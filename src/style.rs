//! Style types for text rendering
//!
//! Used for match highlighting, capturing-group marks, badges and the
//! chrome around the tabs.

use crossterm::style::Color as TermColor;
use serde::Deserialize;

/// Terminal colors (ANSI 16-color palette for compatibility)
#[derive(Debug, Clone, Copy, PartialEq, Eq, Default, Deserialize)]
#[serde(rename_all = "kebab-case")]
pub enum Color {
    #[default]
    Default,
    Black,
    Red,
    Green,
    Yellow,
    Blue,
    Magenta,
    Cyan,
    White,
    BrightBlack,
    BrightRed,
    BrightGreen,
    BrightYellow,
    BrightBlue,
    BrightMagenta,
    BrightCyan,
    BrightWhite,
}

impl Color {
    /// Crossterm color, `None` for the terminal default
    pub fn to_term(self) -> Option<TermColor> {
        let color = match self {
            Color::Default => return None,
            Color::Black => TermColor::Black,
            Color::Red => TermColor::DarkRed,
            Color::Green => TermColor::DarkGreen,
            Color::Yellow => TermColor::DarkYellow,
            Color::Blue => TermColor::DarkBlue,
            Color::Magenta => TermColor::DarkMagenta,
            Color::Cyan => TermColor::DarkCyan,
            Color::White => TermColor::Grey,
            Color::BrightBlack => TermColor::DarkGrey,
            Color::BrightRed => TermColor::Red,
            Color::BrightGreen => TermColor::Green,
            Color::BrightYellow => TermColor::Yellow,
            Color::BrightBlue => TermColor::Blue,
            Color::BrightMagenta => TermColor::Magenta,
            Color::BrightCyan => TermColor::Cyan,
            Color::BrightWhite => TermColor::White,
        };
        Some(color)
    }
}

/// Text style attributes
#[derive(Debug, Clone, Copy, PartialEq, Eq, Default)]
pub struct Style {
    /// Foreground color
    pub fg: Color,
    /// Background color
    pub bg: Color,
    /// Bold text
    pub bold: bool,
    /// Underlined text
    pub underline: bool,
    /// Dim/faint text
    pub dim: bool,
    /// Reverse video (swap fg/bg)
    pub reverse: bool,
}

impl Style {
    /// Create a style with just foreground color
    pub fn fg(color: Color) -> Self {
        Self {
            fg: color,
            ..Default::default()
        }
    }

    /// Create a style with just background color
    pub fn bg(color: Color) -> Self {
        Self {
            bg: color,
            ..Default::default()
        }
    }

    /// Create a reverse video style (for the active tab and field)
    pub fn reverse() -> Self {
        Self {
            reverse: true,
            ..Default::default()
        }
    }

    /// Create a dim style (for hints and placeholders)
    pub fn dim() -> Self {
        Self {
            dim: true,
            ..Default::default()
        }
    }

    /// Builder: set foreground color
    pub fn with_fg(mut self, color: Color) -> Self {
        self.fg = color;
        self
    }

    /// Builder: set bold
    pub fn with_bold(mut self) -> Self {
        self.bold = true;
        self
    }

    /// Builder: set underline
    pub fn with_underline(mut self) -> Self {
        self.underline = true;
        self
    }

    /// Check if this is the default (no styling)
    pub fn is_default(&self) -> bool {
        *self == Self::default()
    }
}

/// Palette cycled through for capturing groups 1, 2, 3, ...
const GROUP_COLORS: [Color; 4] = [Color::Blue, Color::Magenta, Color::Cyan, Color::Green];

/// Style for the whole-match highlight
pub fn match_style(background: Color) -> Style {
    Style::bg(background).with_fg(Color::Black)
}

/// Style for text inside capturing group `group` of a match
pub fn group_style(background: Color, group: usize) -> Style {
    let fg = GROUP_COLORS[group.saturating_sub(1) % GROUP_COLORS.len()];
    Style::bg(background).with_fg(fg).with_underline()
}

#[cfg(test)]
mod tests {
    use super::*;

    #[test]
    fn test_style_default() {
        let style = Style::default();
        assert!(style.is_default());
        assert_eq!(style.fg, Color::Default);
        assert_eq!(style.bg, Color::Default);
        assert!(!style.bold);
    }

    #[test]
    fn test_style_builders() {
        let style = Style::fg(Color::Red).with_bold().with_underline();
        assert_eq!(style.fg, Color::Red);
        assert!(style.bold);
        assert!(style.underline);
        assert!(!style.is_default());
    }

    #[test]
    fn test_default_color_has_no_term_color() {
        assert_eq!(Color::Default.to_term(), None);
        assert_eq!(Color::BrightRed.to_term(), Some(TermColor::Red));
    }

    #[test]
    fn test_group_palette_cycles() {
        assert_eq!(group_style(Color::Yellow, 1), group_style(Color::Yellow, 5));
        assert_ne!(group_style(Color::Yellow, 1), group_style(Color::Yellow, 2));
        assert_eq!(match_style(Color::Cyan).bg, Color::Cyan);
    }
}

+-------+

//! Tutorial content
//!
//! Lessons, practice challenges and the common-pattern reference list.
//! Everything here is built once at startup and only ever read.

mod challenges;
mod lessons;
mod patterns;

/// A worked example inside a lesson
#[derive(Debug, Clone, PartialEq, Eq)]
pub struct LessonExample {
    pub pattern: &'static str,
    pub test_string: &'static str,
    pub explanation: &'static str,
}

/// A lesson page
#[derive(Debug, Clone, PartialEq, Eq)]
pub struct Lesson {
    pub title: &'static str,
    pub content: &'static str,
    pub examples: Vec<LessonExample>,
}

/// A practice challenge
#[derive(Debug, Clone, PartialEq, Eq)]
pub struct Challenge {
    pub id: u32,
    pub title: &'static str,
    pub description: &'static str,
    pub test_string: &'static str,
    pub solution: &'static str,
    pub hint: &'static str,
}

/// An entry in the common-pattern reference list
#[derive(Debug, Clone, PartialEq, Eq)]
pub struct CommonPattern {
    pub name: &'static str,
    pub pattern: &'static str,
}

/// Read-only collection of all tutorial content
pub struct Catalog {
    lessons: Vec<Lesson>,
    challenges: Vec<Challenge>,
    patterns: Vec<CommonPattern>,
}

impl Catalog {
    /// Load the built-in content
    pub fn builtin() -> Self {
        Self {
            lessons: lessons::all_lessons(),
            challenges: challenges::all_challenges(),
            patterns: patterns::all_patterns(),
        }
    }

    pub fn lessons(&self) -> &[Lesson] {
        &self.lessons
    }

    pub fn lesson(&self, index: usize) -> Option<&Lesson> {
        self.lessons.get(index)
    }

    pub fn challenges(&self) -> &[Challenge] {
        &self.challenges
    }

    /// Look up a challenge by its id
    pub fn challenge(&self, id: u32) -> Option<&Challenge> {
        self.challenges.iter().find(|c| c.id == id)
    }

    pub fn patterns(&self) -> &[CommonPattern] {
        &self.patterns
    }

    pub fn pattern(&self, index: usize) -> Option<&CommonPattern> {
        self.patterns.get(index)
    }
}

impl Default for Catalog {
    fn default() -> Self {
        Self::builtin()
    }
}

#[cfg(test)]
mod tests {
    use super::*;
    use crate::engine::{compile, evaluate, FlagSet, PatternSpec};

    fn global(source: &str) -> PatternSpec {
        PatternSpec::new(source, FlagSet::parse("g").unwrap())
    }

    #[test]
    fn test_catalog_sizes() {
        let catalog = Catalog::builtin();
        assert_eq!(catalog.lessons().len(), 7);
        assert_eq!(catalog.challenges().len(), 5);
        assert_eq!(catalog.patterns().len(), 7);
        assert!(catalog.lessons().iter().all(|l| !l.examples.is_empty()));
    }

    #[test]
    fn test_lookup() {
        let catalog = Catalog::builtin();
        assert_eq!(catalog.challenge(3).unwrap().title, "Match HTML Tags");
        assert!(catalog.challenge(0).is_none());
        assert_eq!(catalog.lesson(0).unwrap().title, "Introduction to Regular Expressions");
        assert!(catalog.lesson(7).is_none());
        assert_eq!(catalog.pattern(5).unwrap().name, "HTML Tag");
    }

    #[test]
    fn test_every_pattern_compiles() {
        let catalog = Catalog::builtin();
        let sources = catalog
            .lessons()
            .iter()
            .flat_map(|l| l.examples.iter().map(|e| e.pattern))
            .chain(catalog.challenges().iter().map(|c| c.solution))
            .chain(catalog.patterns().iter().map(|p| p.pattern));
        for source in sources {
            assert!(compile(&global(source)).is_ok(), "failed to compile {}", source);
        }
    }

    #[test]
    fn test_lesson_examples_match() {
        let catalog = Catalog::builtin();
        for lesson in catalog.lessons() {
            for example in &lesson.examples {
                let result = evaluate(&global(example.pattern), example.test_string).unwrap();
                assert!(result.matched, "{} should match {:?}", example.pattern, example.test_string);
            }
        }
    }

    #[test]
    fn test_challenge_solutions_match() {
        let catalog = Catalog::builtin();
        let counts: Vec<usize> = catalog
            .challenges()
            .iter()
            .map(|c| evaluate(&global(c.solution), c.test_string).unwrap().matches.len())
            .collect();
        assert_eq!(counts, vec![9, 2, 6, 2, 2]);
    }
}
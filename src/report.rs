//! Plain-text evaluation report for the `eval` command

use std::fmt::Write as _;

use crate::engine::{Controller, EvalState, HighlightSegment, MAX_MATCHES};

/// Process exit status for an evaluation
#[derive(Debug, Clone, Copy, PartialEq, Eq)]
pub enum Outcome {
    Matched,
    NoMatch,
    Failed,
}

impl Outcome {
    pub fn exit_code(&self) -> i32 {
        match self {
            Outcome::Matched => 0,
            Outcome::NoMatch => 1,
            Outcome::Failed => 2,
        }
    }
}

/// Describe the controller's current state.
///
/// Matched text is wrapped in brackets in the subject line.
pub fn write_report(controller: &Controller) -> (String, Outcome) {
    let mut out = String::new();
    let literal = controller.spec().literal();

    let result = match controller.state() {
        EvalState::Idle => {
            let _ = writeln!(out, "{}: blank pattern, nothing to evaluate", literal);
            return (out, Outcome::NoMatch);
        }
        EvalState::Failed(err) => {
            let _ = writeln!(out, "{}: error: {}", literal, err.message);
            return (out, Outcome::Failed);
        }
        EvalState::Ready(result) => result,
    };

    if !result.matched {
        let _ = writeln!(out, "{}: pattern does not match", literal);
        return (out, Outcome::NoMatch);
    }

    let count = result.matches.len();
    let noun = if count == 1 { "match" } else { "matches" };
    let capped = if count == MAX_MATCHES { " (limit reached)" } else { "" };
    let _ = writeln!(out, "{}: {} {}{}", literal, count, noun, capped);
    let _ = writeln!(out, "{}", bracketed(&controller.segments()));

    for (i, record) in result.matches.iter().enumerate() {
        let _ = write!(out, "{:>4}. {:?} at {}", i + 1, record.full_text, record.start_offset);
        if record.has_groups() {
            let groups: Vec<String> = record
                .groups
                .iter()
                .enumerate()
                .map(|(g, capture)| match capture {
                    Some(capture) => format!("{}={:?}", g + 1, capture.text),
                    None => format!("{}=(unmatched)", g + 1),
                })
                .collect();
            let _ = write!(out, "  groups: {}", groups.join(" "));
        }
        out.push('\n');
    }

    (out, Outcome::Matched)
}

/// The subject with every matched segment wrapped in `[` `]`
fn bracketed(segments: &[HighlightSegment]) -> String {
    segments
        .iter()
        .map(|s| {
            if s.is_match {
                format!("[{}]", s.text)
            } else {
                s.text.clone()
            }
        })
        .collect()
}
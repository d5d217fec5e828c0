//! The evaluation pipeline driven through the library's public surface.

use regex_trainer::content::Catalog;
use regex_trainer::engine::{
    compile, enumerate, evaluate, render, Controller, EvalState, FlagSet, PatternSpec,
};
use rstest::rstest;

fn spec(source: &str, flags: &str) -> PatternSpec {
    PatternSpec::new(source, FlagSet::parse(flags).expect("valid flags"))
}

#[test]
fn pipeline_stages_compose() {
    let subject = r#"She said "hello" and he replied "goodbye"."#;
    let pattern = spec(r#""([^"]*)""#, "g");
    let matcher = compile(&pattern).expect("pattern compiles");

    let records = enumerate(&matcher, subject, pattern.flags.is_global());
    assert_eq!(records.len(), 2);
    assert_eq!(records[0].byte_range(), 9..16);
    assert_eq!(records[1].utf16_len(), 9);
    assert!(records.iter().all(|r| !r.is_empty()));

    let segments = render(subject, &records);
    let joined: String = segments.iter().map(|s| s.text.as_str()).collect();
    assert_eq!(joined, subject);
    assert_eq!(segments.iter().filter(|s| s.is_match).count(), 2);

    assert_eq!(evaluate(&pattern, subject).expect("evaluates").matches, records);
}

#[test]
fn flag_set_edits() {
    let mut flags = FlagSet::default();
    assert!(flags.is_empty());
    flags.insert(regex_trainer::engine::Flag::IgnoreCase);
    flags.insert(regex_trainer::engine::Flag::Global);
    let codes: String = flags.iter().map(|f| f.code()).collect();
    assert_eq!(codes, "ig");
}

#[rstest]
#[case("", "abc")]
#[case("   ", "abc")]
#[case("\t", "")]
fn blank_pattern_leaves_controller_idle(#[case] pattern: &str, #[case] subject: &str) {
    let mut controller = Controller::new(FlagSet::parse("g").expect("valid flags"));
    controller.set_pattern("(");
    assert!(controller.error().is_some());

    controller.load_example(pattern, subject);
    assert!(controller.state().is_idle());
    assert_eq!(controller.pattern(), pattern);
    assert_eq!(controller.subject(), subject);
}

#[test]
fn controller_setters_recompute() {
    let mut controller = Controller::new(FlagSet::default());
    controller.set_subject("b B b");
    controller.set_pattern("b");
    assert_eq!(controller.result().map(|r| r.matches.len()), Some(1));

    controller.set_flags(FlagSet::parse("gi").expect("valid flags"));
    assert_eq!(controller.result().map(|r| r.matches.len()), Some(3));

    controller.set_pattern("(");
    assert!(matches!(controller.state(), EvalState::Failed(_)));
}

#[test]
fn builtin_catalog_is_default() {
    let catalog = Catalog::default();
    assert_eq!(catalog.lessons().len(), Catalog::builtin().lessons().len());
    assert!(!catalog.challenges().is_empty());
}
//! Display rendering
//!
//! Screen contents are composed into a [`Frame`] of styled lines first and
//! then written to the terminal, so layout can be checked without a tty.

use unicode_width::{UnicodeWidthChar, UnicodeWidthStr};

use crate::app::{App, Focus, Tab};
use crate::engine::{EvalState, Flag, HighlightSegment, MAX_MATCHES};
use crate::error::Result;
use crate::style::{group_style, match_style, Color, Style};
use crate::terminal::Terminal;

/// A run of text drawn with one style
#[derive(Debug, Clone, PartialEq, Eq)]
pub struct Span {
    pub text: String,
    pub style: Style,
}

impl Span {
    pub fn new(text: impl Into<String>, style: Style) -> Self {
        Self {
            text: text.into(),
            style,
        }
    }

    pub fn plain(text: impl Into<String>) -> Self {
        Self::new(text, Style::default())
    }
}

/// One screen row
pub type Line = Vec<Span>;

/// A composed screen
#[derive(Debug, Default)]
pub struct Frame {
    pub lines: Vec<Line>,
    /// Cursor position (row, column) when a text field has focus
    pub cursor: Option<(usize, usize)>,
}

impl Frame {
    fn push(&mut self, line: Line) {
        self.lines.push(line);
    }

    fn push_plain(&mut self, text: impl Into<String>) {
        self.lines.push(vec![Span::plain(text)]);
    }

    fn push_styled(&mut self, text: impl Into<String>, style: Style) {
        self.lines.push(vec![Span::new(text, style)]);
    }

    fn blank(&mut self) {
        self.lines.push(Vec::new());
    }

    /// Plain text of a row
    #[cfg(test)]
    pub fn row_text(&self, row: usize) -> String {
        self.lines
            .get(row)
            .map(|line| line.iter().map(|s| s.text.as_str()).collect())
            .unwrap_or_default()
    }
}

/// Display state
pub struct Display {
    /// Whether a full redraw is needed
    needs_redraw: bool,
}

+-------+

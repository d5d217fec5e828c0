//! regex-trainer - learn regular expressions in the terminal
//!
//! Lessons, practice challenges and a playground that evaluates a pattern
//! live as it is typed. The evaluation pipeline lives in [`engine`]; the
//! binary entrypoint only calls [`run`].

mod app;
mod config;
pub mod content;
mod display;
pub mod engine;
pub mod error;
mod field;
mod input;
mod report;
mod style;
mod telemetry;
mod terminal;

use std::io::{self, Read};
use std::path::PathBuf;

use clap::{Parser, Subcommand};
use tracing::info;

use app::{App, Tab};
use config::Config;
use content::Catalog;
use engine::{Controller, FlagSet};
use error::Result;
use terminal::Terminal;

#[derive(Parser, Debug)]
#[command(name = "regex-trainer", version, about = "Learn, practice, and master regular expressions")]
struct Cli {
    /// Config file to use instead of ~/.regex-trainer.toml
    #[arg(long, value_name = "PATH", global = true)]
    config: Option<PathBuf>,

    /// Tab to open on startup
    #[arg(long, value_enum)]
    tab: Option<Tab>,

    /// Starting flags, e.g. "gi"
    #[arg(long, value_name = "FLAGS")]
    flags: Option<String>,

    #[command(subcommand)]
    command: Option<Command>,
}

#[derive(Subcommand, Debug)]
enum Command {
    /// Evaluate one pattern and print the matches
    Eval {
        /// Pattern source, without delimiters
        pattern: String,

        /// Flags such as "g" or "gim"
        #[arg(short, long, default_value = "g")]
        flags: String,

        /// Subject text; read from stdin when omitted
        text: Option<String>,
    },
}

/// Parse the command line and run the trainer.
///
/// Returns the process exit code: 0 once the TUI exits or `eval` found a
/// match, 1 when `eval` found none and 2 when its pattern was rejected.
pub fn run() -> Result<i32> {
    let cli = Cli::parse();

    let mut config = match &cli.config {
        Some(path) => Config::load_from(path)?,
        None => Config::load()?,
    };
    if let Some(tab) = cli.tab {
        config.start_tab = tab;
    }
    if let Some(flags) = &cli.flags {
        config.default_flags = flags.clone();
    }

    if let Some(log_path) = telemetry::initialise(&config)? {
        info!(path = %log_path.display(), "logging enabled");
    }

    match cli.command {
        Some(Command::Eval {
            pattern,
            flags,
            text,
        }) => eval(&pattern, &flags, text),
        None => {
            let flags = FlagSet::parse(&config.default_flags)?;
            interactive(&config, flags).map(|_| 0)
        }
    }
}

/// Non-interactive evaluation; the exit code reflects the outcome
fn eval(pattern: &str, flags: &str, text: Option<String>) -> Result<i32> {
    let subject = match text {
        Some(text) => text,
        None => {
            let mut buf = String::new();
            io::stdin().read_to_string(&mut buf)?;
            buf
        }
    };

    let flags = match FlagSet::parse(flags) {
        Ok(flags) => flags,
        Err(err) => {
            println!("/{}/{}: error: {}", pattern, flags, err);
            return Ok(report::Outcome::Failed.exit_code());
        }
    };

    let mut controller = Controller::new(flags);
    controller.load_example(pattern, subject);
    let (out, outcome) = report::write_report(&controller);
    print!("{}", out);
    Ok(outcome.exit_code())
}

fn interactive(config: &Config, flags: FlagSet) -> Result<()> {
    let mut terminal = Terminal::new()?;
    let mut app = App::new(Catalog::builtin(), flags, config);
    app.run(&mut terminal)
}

+-------+

• TASK TO COMPLETE:
Your task is to restate, word for word, only those lines above that fall between the line holding "pub fn with_underline(mut" and the line holding "const GROUP_COLORS: [Color;", inclusive.

• ANSWER TO THE PROBLEM:
    pub fn with_underline(mut self) -> Self {
        self.underline = true;
        self
    }

    /// Check if this is the default (no styling)
    pub fn is_default(&self) -> bool {
        *self == Self::default()
    }
}

/// Palette cycled through for capturing groups 1, 2, 3, ...
const GROUP_COLORS: [Color; 4] = [Color::Blue, Color::Magenta, Color::Cyan, Color::Green];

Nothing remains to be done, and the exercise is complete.